(Problem requirements): Write out the entries below exactly, from the first line to the one with "unquoted newick name", both ends included.
■ ■ ■
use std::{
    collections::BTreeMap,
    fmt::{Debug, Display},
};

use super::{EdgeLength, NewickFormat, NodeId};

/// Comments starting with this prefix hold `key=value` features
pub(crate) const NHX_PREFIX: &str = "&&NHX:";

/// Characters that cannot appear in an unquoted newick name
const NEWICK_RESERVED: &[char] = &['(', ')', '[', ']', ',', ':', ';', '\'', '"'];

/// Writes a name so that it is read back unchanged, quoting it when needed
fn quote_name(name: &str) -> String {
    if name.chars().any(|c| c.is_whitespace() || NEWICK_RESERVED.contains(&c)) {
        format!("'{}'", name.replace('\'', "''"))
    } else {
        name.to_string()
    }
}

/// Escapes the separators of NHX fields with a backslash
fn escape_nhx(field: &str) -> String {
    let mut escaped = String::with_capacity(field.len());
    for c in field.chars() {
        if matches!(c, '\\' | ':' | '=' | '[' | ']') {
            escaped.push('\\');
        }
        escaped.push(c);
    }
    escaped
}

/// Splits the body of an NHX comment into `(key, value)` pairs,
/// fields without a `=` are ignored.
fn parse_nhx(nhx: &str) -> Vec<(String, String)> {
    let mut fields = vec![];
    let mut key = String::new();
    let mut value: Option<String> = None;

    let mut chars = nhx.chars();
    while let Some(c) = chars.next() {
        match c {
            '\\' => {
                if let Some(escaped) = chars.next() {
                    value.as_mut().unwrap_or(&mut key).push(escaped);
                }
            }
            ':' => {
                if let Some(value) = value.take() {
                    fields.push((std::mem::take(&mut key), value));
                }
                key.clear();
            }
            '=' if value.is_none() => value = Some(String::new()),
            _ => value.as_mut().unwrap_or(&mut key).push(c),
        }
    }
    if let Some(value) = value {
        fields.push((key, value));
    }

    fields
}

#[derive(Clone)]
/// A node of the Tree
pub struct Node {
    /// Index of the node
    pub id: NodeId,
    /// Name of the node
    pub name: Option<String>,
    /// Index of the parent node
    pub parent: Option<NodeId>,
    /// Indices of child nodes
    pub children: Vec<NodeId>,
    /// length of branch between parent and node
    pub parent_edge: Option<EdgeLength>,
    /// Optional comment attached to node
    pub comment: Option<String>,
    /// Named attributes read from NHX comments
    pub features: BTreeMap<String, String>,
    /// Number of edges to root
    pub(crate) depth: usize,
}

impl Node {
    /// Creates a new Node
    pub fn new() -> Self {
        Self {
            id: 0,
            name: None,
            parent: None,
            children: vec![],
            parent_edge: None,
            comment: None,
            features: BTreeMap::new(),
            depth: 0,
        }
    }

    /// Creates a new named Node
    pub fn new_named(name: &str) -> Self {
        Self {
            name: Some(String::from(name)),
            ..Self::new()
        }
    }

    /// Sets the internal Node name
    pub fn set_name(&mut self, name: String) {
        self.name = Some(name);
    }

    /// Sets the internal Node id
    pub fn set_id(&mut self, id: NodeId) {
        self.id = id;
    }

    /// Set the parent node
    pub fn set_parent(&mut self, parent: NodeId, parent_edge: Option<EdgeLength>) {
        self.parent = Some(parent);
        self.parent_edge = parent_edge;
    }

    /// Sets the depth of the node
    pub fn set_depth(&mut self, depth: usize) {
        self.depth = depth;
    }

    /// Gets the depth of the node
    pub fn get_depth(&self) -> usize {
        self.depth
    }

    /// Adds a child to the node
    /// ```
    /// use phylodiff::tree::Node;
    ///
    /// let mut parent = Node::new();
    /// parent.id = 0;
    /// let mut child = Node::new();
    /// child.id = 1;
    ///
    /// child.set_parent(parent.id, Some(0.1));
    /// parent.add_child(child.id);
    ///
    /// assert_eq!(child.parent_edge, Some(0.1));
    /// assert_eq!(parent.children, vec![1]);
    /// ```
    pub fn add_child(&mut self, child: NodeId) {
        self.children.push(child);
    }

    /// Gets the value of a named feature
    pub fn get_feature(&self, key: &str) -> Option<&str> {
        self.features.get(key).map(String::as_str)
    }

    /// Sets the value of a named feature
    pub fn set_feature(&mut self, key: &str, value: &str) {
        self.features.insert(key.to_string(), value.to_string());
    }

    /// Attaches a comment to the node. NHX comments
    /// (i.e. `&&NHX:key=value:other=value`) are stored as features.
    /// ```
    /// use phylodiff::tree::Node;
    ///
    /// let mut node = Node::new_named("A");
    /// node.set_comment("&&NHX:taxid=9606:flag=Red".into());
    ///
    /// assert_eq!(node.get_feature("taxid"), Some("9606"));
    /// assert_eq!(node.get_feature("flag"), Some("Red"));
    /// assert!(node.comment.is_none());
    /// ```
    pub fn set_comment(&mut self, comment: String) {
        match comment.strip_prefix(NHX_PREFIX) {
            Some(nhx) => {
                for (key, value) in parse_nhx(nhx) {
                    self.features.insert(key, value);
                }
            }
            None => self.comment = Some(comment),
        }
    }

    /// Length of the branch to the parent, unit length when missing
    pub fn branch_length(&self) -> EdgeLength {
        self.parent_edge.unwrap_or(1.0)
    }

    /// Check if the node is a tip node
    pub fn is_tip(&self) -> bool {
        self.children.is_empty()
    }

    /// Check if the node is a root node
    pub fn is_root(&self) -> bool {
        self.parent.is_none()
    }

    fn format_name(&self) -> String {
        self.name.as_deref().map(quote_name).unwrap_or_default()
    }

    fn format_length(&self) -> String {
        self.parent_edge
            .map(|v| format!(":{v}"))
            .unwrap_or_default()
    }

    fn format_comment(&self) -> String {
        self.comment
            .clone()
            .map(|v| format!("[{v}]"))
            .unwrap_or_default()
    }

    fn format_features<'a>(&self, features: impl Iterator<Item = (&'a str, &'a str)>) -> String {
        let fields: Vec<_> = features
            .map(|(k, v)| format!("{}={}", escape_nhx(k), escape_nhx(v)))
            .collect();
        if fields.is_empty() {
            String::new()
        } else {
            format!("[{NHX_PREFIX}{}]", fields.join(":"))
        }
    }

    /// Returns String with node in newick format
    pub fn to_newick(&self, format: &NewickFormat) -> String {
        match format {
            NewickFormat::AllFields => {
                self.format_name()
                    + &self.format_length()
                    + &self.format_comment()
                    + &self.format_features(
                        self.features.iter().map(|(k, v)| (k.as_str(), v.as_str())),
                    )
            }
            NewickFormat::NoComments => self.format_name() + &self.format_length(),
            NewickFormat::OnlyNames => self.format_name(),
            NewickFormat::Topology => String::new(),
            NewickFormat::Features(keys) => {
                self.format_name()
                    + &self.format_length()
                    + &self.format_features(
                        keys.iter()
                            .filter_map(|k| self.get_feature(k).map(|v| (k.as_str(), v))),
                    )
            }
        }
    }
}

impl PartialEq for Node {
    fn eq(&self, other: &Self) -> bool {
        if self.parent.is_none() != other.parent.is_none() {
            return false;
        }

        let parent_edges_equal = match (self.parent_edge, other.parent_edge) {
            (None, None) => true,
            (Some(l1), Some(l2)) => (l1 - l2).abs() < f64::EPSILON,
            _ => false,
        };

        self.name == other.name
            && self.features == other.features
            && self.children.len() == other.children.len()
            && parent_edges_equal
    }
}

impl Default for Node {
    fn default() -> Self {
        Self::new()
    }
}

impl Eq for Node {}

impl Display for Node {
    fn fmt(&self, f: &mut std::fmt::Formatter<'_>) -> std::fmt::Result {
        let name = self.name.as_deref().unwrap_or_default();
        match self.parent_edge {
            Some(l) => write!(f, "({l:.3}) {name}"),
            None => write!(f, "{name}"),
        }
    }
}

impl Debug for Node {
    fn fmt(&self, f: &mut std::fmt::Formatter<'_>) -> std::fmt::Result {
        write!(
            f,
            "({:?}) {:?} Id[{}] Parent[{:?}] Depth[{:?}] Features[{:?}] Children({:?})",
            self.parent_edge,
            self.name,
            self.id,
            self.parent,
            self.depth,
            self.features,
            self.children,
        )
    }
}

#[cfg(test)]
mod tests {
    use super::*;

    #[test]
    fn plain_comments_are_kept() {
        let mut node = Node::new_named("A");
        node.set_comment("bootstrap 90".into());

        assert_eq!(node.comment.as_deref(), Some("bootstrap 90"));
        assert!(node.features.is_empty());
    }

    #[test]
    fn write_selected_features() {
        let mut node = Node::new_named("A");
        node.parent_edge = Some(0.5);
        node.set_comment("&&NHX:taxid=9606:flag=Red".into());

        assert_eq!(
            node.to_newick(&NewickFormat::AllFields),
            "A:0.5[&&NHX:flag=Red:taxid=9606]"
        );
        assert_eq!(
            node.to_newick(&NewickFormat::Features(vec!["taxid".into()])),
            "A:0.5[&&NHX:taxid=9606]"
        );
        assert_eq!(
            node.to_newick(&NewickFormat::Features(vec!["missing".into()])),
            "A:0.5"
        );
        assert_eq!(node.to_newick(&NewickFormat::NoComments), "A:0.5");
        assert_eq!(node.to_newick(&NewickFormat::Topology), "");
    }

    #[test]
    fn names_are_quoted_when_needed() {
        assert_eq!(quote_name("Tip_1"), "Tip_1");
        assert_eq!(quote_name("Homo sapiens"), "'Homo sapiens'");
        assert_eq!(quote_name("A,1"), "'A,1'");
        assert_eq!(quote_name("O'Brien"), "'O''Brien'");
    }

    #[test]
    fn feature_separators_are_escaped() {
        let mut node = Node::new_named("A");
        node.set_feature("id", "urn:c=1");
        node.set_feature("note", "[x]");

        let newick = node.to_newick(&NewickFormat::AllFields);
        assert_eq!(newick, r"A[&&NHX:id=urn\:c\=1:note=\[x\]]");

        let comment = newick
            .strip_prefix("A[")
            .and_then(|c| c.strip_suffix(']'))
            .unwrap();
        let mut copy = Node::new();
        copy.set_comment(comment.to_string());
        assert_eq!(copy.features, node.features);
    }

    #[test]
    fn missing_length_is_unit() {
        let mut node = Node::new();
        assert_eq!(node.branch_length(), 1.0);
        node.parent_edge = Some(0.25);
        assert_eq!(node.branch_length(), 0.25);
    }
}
■ ■ ■
(Solution to the problem):
use std::{
    collections::BTreeMap,
    fmt::{Debug, Display},
};

use super::{EdgeLength, NewickFormat, NodeId};

/// Comments starting with this prefix hold `key=value` features
pub(crate) const NHX_PREFIX: &str = "&&NHX:";

/// Characters that cannot appear in an unquoted newick name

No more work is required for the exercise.